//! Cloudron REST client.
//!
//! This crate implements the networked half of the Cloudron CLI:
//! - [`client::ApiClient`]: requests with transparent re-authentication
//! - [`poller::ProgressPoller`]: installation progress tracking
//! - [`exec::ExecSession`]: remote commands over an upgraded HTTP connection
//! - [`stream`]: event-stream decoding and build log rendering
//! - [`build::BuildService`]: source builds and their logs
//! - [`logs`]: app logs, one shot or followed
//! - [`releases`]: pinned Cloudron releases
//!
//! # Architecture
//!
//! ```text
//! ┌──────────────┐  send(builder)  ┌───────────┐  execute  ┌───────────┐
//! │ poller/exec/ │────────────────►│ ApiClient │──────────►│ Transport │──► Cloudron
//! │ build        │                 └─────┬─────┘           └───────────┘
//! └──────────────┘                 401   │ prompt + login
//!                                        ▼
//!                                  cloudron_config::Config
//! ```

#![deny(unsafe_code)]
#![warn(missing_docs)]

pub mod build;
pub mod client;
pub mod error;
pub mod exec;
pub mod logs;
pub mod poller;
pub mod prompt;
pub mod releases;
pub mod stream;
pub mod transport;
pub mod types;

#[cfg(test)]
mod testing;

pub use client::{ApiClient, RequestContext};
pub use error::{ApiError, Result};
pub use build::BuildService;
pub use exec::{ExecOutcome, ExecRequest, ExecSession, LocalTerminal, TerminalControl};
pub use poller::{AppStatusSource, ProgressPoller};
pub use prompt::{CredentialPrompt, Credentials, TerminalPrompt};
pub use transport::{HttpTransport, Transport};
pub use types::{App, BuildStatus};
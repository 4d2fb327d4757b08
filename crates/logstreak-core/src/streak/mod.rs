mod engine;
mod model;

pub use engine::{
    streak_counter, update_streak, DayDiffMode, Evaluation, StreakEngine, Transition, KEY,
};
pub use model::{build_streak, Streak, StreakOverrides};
....
> [About this task]:
Note down each line above where the word "BuildService" occurs.

> [Task solution]:
//! - [`build::BuildService`]: source builds and their logs
pub use build::BuildService;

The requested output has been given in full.